The new Tasking Team, comprised of eight additional inspectors, will focus on responding to a wider range of anti-social behaviour issues that require a more assertive approach. This will allow the City Inspectorate to increase capacity and capability in areas facing specific challenges.
The expansion was discussed at the Climate Action, Environment and Highways Policy and Scrutiny Committee meeting on Thursday 25th September 2025, where the committee scrutinised the work and management of the City Inspectors, including the street-based intervention team. The City Inspectors SBIT PS Report September 2025 provided an overview of the City Inspectorate, their areas of work, and how they work within the community.
The City Inspector Service is divided into four functional areas:
- The Neighbourhoods Team: 49 City Inspectors in 8 dedicated Neighbourhood areas.
- The Response Team: 30 City Inspectors operating 24/7, focusing on real-time issues.
- The Street Based Intervention Team: Tackles issues associated with street-based anti-social behaviour and encampments.
- The Tasking Team: A new team of 8 inspectors responding to wider issues of anti-social behaviour.
The Tasking Team's taskings will be reviewed on a fortnightly basis and complement the wider multi-agency responses to key hot-spot issues.

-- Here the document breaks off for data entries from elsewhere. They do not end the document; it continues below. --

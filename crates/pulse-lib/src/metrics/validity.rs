//! Artifact rejection on inter-beat intervals.
//!
//! Beats are judged through the interval that ends at them: an implausible interval
//! always invalidates its later beat, never the earlier one.

use crate::metrics::hrv::mean;
use crate::signal::{Events, RRSeries};

/// Lower bound on the half width of the accepted interval band (ms).
pub const MIN_BAND_HALF_WIDTH_MS: f64 = 300.0;
/// Relative half width of the accepted interval band.
pub const BAND_FRACTION: f64 = 0.3;
/// A first beat at or before this offset from the buffer start is discarded (ms).
pub const STARTUP_WINDOW_MS: f64 = 150.0;

/// Accepted interval band `(lower, upper)`; intervals on either bound are rejected.
pub fn interval_band(rr: &RRSeries) -> (f64, f64) {
    let mu = mean(&rr.rr);
    let half = MIN_BAND_HALF_WIDTH_MS.max(BAND_FRACTION * mu);
    (mu - half, mu + half)
}

/// Per-beat validity for the `rr.len() + 1` beats bounding the intervals.
pub fn validate_intervals(rr: &RRSeries) -> Vec<bool> {
    let mut mask = vec![true; rr.len() + 1];
    if rr.is_empty() {
        return mask;
    }
    let (lower, upper) = interval_band(rr);
    for (i, &interval) in rr.rr.iter().enumerate() {
        if interval <= lower || interval >= upper {
            mask[i + 1] = false;
        }
    }
    mask
}

/// Keep `rr[i]` only when both of its beats are valid.
pub fn correct_intervals(rr: &RRSeries, mask: &[bool]) -> RRSeries {
    let rr = rr
        .rr
        .iter()
        .enumerate()
        .filter(|(i, _)| interval_kept(mask, *i))
        .map(|(_, &v)| v)
        .collect();
    RRSeries { rr }
}

/// Per interval, `true` when the corrector drops it.
pub fn interval_rejections(rr: &RRSeries, mask: &[bool]) -> Vec<bool> {
    (0..rr.len()).map(|i| !interval_kept(mask, i)).collect()
}

/// Sample indices of the beats flagged invalid.
pub fn removed_beats(events: &Events, mask: &[bool]) -> Vec<usize> {
    events
        .indices
        .iter()
        .zip(mask)
        .filter(|(_, &valid)| !valid)
        .map(|(&idx, _)| idx)
        .collect()
}

/// Drop the first beat when it sits inside the startup window. Only the first beat is
/// ever affected.
pub fn drop_startup_beat(events: &Events, fs: f64) -> Events {
    let limit = fs / 1000.0 * STARTUP_WINDOW_MS;
    match events.indices.first() {
        Some(&first) if first as f64 <= limit => {
            Events::from_indices(events.indices[1..].to_vec())
        }
        _ => events.clone(),
    }
}

fn interval_kept(mask: &[bool], i: usize) -> bool {
    matches!((mask.get(i), mask.get(i + 1)), (Some(true), Some(true)))
}

#[cfg(test)]
mod tests {
    use super::*;

    fn series(rr: &[f64]) -> RRSeries {
        RRSeries { rr: rr.to_vec() }
    }

    #[test]
    fn steady_intervals_are_all_valid() {
        let rr = series(&[800.0, 850.0, 820.0, 790.0, 830.0]);
        let (lower, upper) = interval_band(&rr);
        assert!((lower - 518.0).abs() < 1e-9);
        assert!((upper - 1118.0).abs() < 1e-9);
        let mask = validate_intervals(&rr);
        assert_eq!(mask, vec![true; 6]);
        assert_eq!(correct_intervals(&rr, &mask), rr);
        assert_eq!(interval_rejections(&rr, &mask), vec![false; 5]);
    }

    #[test]
    fn outlier_invalidates_later_beat_and_drops_two_intervals() {
        let rr = series(&[800.0, 810.0, 42.7, 790.0, 805.0, 815.0]);
        let mask = validate_intervals(&rr);
        assert_eq!(mask, vec![true, true, true, false, true, true, true]);
        let corrected = correct_intervals(&rr, &mask);
        assert_eq!(corrected.rr, vec![800.0, 810.0, 805.0, 815.0]);
        assert_eq!(
            interval_rejections(&rr, &mask),
            vec![false, false, true, true, false, false]
        );
        let events = Events::from_indices(vec![10, 90, 171, 175, 254, 335, 416]);
        assert_eq!(removed_beats(&events, &mask), vec![175]);
    }

    #[test]
    fn band_bounds_themselves_are_invalid() {
        // mean 1000, half width 300: 700 and 1300 sit exactly on the bounds
        let rr = series(&[700.0, 1000.0, 1300.0, 1000.0]);
        let mask = validate_intervals(&rr);
        assert_eq!(mask, vec![true, false, true, false, true]);
    }

    #[test]
    fn wide_band_uses_thirty_percent_of_mean() {
        // mean 1500, 0.3 * 1500 = 450 > 300
        let rr = series(&[1500.0, 1500.0, 1500.0, 1500.0]);
        let (lower, upper) = interval_band(&rr);
        assert!((lower - 1050.0).abs() < 1e-9);
        assert!((upper - 1950.0).abs() < 1e-9);
    }

    #[test]
    fn empty_intervals_give_single_valid_beat() {
        let rr = series(&[]);
        assert_eq!(validate_intervals(&rr), vec![true]);
        assert!(correct_intervals(&rr, &[true]).is_empty());
    }

    #[test]
    fn corrected_is_ordered_subsequence() {
        let rr = series(&[900.0, 20.0, 910.0, 2500.0, 905.0, 895.0]);
        let mask = validate_intervals(&rr);
        let corrected = correct_intervals(&rr, &mask);
        let mut it = rr.rr.iter();
        for v in &corrected.rr {
            assert!(it.any(|x| x == v));
        }
        assert!(corrected.len() <= rr.len());
    }

    #[test]
    fn startup_filter_removes_only_an_early_first_beat() {
        // 150 ms at 100 Hz is 15 samples
        let early = Events::from_indices(vec![15, 16, 110]);
        assert_eq!(drop_startup_beat(&early, 100.0).indices, vec![16, 110]);
        let late = Events::from_indices(vec![16, 110]);
        assert_eq!(drop_startup_beat(&late, 100.0).indices, vec![16, 110]);
        assert!(drop_startup_beat(&Events::default(), 100.0).is_empty());
    }
}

The City Inspectors predominantly hold an enforcement and compliance role and are often the primary contact for residents, businesses, and Members. Their responsibilities include community presence and member engagement, street management, anti-social behaviour, waste enforcement, noise response, premises licensing, street licensing, and emergency resilience.
According to the City Inspectors SBIT PS Report September 2025, the new tasking model is being developed to bring about specific geographical focus for key days of action and to ensure that the response capability to adding value to longer-term problem solving. This is providing the foundations for further work as the new Police and Council Tasking Team (PACT) to further enhance the council's response and will be supported by further fortnightly partnership operational meetings led by the Superintendent Neighbourhoods and the Director of Public Protection & Licensing.
Working with input from Ward Members at Neighbourhood Coordination Meetings, Neighbourhood Teams identify local priorities that the teams work to deliver against. The top 3 priorities for each ward are captured in Table 2 of the City Inspectors SBIT PS Report September 2025.